In April, President Trump signed into law FOSTA-SESTA in an attempt to cut down on online sex trafficking ads. Five months later, sponsors of the House bill, Fight Online Sex Trafficking Act (FOSTA), and Senate bill, Stop Enabling Sex Traffickers Act (SESTA) claim to be winning the fight against traffickers.
Rep. Ann Wagner, the key sponsor of FOSTA, released a video on July 20 in which she says, “We have shut down nearly 90 percent of the online sex trafficking business and ads.” But is this statistic true?
Related Campaign: Protect runaway & homeless youth from trafficking.
Glenn Kessler from The Washington Post did some fact checking:
When asked for evidence, Wagner’s office sent a chart that tracked all sex-related advertising, saying that it showed weekly global ad volume dropped 87 percent from January to April.
The chart was generated through a system called Memex, developed by the Defense Advanced Research Projects Agency (DARPA). DARPA Memex has since evolved into Tellfinder, managed by Uncharted Software.
The biggest drop in ads came after the shutdown of Backpage, which came even before Trump signed FOSTA-SESTA into law.
Wagner’s staff noted that a drop also took place after the laws achieved final passage in Congress on March 21, prompting sex-oriented websites such as CityVibe and the Erotic Review to begin to shut down in the United States.
Well, it turns out that after that initial drop, advertising for the sex trade appears to have rebounded, such as on new websites that mimic Backpage with names like “Bedpage.”

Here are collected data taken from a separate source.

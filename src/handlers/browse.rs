use crate::config::FatalPolicy;
use crate::dispatch::dispatch;
use crate::error::FatalError;
use crate::path::BackendPath;
use crate::state::AppState;
use axum::{
    extract::{Path, State},
    response::{IntoResponse, Response},
};

/// GET / handler - List the children of the raw root
pub async fn root_handler(State(state): State<AppState>) -> Response {
    browse(&state, "").await
}

/// GET /{*endpoint} handler - List a prefix ending in `/`, read anything else
pub async fn endpoint_handler(
    State(state): State<AppState>,
    Path(endpoint): Path<String>,
) -> Response {
    tracing::debug!("Found endpoint {}", endpoint);
    browse(&state, &endpoint).await
}

async fn browse(state: &AppState, endpoint: &str) -> Response {
    let path = BackendPath::resolve(endpoint);

    match dispatch(state.store.as_ref(), &path).await {
        Ok(rendered) => rendered.into_response(),
        Err(err) => on_fatal(state.config.fatal_policy, err),
    }
}

fn on_fatal(policy: FatalPolicy, err: FatalError) -> Response {
    match policy {
        FatalPolicy::Exit => {
            tracing::error!("{}, shutting down", err);
            std::process::exit(1);
        }
        FatalPolicy::Respond => {
            tracing::error!("{}", err);
            err.into_response()
        }
    }
}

Worldwide ads had a daily average of about 105,000 when FOSTA-SESTA passed on March 21 and had dropped 28 percent by the time Backpage was closed on April 5.
It then plunged another 75 percent and reached a low of 19,456 on April 17, for a total decline of about 82 percent.
In other words, “The volume of ads dropped dramatically after the shutdown of Backpage but has been climbing since,” said Chris Dickson, director of research engineering at Uncharted. “There is now a volume approaching what we observed before.”
Wagner’s claim is also based on her belief that all sex work equates to sex trafficking. In a House floor speech in July, she said, “Signing FOSTA into law has decimated the online sex trade that fuels human trafficking in America.”
Although she celebrates a decline in online “sex-trafficking business and ads,” in truth she is measuring the decline in online advertising for all sex work.
The conclusion? “Wagner may be sincere in her belief that sex work in general fuels human trafficking but it’s a bit of stretch to say a 90 percent decline in sex-trade ads means there is a 90 percent decline in the sex-trafficking business,” writes Kessler.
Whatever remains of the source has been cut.